//! Name binding for base-list type expressions.
//!
//! A simple name is looked up from the inside out:
//!
//! ```text
//! type parameters of the declaring type
//!     │
//!     ▼
//! each enclosing type: its type parameters, then its nested types
//! (own first, then inherited through declared bases)
//!     │
//!     ▼
//! each namespace declaration level: namespace members, then `using` imports
//! ```
//!
//! Dotted names continue from the previous segment: namespaces expose child
//! namespaces and types, types expose nested types including inherited ones.
//! Several distinct candidates at one level make the reference ambiguous.
//!
//! Inherited lookups need other types' declared bases and run on the
//! caller's [`ResolutionChain`]; that is where binding re-enters the base
//! resolution engine and where cycles are detected.

use std::sync::Arc;

use super::compilation::Compilation;
use super::diagnostics::{Diagnostic, DiagnosticKind, Location};
use super::ids::{NamespaceId, ScopeId, SymbolRef, TypeId, TypeParamId};
use super::lookup::{LookupHit, LookupOptions};
use super::slot::ResolutionChain;
use super::types::{ErrorReason, NamedType, TypeRef, instance_type};
use crate::base::{FileId, Name, TextRange};
use crate::syntax::{TypeExpr, TypeSegment};

/// Where a type expression is bound.
#[derive(Clone, Copy, Debug)]
pub(crate) struct BindContext {
    /// The type whose declaration contains the expression.
    pub ty: TypeId,
    /// Namespace-declaration level of the declaration piece.
    pub scope: ScopeId,
    pub file: Option<FileId>,
    /// Whether the members of `ty` itself are in scope. Base clauses see only
    /// its type parameters.
    pub include_self: bool,
}

impl BindContext {
    pub fn location(&self, range: TextRange) -> Option<Location> {
        self.file.map(|file| Location { file, range })
    }
}

/// Outcome of looking a name up at one scope level.
#[derive(Debug)]
enum ResolveResult {
    Found(Binding),
    Ambiguous(Vec<SymbolRef>),
    NotFound,
}

/// What a (partial) dotted name denotes.
#[derive(Debug)]
enum Binding {
    Namespace(NamespaceId),
    Type(TypeRef),
}

/// A type found by lookup, before its type arguments are bound.
#[derive(Debug)]
struct TypeCandidate {
    def: TypeId,
    containing: Option<Arc<NamedType>>,
}

impl TypeCandidate {
    fn top_level(def: TypeId) -> Self {
        Self {
            def,
            containing: None,
        }
    }

    fn from_hit(hit: LookupHit) -> Option<Self> {
        let def = hit.symbol.as_type()?;
        let containing = hit
            .owner
            .is_generic_context()
            .then(|| Arc::new(hit.owner));
        Some(Self { def, containing })
    }
}

impl Compilation {
    /// Bind `expr` in the scope of `context`'s first declaration, with `context`'s members visible.
    pub(crate) fn bind_in_type(
        &self,
        expr: &TypeExpr,
        context: TypeId,
        chain: &mut ResolutionChain,
        diagnostics: &mut Vec<Diagnostic>,
    ) -> TypeRef {
        let symbol = self.table.type_symbol(context);
        let Some(piece) = symbol.declarations.first() else {
            return error_for(expr, ErrorReason::NotFound);
        };
        let ctx = BindContext {
            ty: context,
            scope: piece.scope,
            file: piece.file,
            include_self: true,
        };
        self.bind_type_expr(expr, &ctx, chain, diagnostics)
    }

    /// Bind a possibly dotted, possibly generic type expression.
    pub(crate) fn bind_type_expr(
        &self,
        expr: &TypeExpr,
        ctx: &BindContext,
        chain: &mut ResolutionChain,
        diagnostics: &mut Vec<Diagnostic>,
    ) -> TypeRef {
        let Some((first, rest)) = expr.segments.split_first() else {
            return error_for(expr, ErrorReason::NotFound);
        };
        let mut binding = self.bind_simple_name(first, ctx, chain, diagnostics);
        for segment in rest {
            binding = self.bind_qualified(binding, segment, ctx, chain, diagnostics);
        }

        match binding {
            Binding::Type(ty) => ty,
            Binding::Namespace(_) => {
                diagnostics.push(Diagnostic::error(
                    DiagnosticKind::NotAType {
                        name: Name::new(expr.to_string()),
                    },
                    ctx.location(expr.range),
                ));
                error_for(expr, ErrorReason::NotFound)
            }
        }
    }

    fn bind_simple_name(
        &self,
        segment: &TypeSegment,
        ctx: &BindContext,
        chain: &mut ResolutionChain,
        diagnostics: &mut Vec<Diagnostic>,
    ) -> Binding {
        let binding = match self.lookup_simple_name(segment, ctx, chain) {
            ResolveResult::Found(binding) => binding,
            ResolveResult::Ambiguous(candidates) => {
                self.ambiguous(segment, candidates, ctx, diagnostics)
            }
            ResolveResult::NotFound => {
                tracing::debug!("[RESOLVE] '{}' not found", segment);
                diagnostics.push(Diagnostic::error(
                    DiagnosticKind::TypeNotFound {
                        name: segment.name.clone(),
                        arity: segment.arity(),
                    },
                    ctx.location(segment.range),
                ));
                Binding::Type(TypeRef::error(
                    segment.name.clone(),
                    segment.arity(),
                    ErrorReason::NotFound,
                ))
            }
        };
        binding.with_args(self, segment, ctx, chain, diagnostics)
    }

    fn lookup_simple_name(
        &self,
        segment: &TypeSegment,
        ctx: &BindContext,
        chain: &mut ResolutionChain,
    ) -> ResolveResult {
        let name = segment.name.as_str();
        let arity = segment.arity();

        if let Some(param) = self.own_type_parameter(ctx.ty, name, arity) {
            return ResolveResult::Found(Binding::Type(TypeRef::TypeParameter(param)));
        }
        if ctx.include_self {
            let found = self.nested_types(&instance_type(&self.table, ctx.ty), name, arity, chain);
            if let Some(result) = self.pick(found) {
                return result;
            }
        }
        for outer in self.table.enclosing_types(ctx.ty) {
            if let Some(param) = self.own_type_parameter(outer, name, arity) {
                return ResolveResult::Found(Binding::Type(TypeRef::TypeParameter(param)));
            }
            let found = self.nested_types(&instance_type(&self.table, outer), name, arity, chain);
            if let Some(result) = self.pick(found) {
                return result;
            }
        }

        let mut scope = Some(ctx.scope);
        while let Some(id) = scope {
            let level = self.table.scope(id);
            let found: Vec<TypeCandidate> = self
                .table
                .namespace_types(level.namespace, name, arity)
                .into_iter()
                .map(TypeCandidate::top_level)
                .collect();
            let namespace = (arity == 0)
                .then(|| self.table.child_namespace(level.namespace, name))
                .flatten();
            match (found.len(), namespace) {
                (0, Some(ns)) => return ResolveResult::Found(Binding::Namespace(ns)),
                (0, None) => {}
                (_, Some(ns)) => {
                    let mut candidates: Vec<SymbolRef> =
                        found.iter().map(|c| SymbolRef::Type(c.def)).collect();
                    candidates.push(SymbolRef::Namespace(ns));
                    return ResolveResult::Ambiguous(candidates);
                }
                (_, None) => {
                    if let Some(result) = self.pick(found) {
                        return result;
                    }
                }
            }

            let mut imported: Vec<TypeId> = Vec::new();
            for ns in &level.imports {
                for ty in self.table.namespace_types(*ns, name, arity) {
                    if !imported.contains(&ty) {
                        imported.push(ty);
                    }
                }
            }
            let imported = imported.into_iter().map(TypeCandidate::top_level).collect();
            if let Some(result) = self.pick(imported) {
                return result;
            }
            scope = level.parent;
        }
        ResolveResult::NotFound
    }

    /// Continue a dotted name from `binding` with `segment`.
    fn bind_qualified(
        &self,
        binding: Binding,
        segment: &TypeSegment,
        ctx: &BindContext,
        chain: &mut ResolutionChain,
        diagnostics: &mut Vec<Diagnostic>,
    ) -> Binding {
        let name = segment.name.as_str();
        let arity = segment.arity();
        let (container, result) = match binding {
            Binding::Namespace(ns) => {
                let found: Vec<TypeCandidate> = self
                    .table
                    .namespace_types(ns, name, arity)
                    .into_iter()
                    .map(TypeCandidate::top_level)
                    .collect();
                let result = match self.pick(found) {
                    Some(result) => result,
                    None => match (arity == 0)
                        .then(|| self.table.child_namespace(ns, name))
                        .flatten()
                    {
                        Some(child) => ResolveResult::Found(Binding::Namespace(child)),
                        None => ResolveResult::NotFound,
                    },
                };
                (SymbolRef::Namespace(ns), result)
            }
            Binding::Type(TypeRef::Named(named)) => {
                let found = self.nested_types(&named, name, arity, chain);
                let result = self.pick(found).unwrap_or(ResolveResult::NotFound);
                (SymbolRef::Type(named.def), result)
            }
            Binding::Type(TypeRef::TypeParameter(param)) => {
                (SymbolRef::TypeParameter(param), ResolveResult::NotFound)
            }
            Binding::Type(TypeRef::Error(err)) => {
                return Binding::Type(TypeRef::error(
                    segment.name.clone(),
                    arity,
                    err.reason.clone(),
                ));
            }
        };

        let binding = match result {
            ResolveResult::Found(found) => found,
            ResolveResult::Ambiguous(candidates) => {
                self.ambiguous(segment, candidates, ctx, diagnostics)
            }
            ResolveResult::NotFound => {
                tracing::debug!(
                    "[RESOLVE] '{}' not found in {}",
                    segment,
                    self.table.display_symbol(container)
                );
                diagnostics.push(Diagnostic::error(
                    DiagnosticKind::DottedNameNotFound {
                        container,
                        name: segment.name.clone(),
                        arity,
                    },
                    ctx.location(segment.range),
                ));
                Binding::Type(TypeRef::error(
                    segment.name.clone(),
                    arity,
                    ErrorReason::NotFound,
                ))
            }
        };
        binding.with_args(self, segment, ctx, chain, diagnostics)
    }

    /// Nested types of `owner` named `name`, including inherited ones, at the nearest level.
    fn nested_types(
        &self,
        owner: &NamedType,
        name: &str,
        arity: usize,
        chain: &mut ResolutionChain,
    ) -> Vec<TypeCandidate> {
        self.walk_hierarchy(owner, name, LookupOptions::default(), chain, |symbol| {
            symbol
                .as_type()
                .is_some_and(|ty| self.table.type_symbol(ty).arity() == arity)
        })
        .into_iter()
        .filter_map(TypeCandidate::from_hit)
        .collect()
    }

    fn own_type_parameter(&self, ty: TypeId, name: &str, arity: usize) -> Option<TypeParamId> {
        if arity != 0 {
            return None;
        }
        let ordinal = self
            .table
            .type_symbol(ty)
            .type_params
            .iter()
            .position(|p| p == name)?;
        Some(TypeParamId {
            owner: ty,
            ordinal: ordinal as u32,
        })
    }

    /// One candidate binds; several distinct ones are ambiguous; none keeps looking.
    fn pick(&self, mut found: Vec<TypeCandidate>) -> Option<ResolveResult> {
        found.dedup_by(|a, b| a.def == b.def && a.containing == b.containing);
        match found.len() {
            0 => None,
            1 => {
                let candidate = found.pop()?;
                Some(ResolveResult::Found(Binding::Type(TypeRef::Named(
                    NamedType {
                        def: candidate.def,
                        args: Arc::from([]),
                        containing: candidate.containing,
                    },
                ))))
            }
            _ => Some(ResolveResult::Ambiguous(
                found.iter().map(|c| SymbolRef::Type(c.def)).collect(),
            )),
        }
    }

    fn ambiguous(
        &self,
        segment: &TypeSegment,
        candidates: Vec<SymbolRef>,
        ctx: &BindContext,
        diagnostics: &mut Vec<Diagnostic>,
    ) -> Binding {
        tracing::debug!("[RESOLVE] '{}' is ambiguous ({} candidates)", segment, candidates.len());
        diagnostics.push(Diagnostic::error(
            DiagnosticKind::AmbiguousReference {
                name: segment.name.clone(),
                candidates,
            },
            ctx.location(segment.range),
        ));
        Binding::Type(TypeRef::error(
            segment.name.clone(),
            segment.arity(),
            ErrorReason::Ambiguous,
        ))
    }
}

impl Binding {
    /// Bind `segment`'s type arguments onto a found type definition.
    fn with_args(
        self,
        compilation: &Compilation,
        segment: &TypeSegment,
        ctx: &BindContext,
        chain: &mut ResolutionChain,
        diagnostics: &mut Vec<Diagnostic>,
    ) -> Binding {
        let named = match self {
            Binding::Type(TypeRef::Named(named)) => named,
            other => return other,
        };
        if segment.args.is_empty() {
            return Binding::Type(TypeRef::Named(named));
        }
        let args: Arc<[TypeRef]> = segment
            .args
            .iter()
            .map(|arg| compilation.bind_type_expr(arg, ctx, chain, diagnostics))
            .collect();
        Binding::Type(TypeRef::Named(NamedType { args, ..named }))
    }
}

fn error_for(expr: &TypeExpr, reason: ErrorReason) -> TypeRef {
    match expr.last() {
        Some(last) => TypeRef::error(last.name.clone(), last.arity(), reason),
        None => TypeRef::error(Name::default(), 0, reason),
    }
}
* * * * *
### Exercise goal
Could you copy each line from the listing that has the word "imported" in it?

### Response
            let mut imported: Vec<TypeId> = Vec::new();
                    if !imported.contains(&ty) {
                        imported.push(ty);
            let imported = imported.into_iter().map(TypeCandidate::top_level).collect();
            if let Some(result) = self.pick(imported) {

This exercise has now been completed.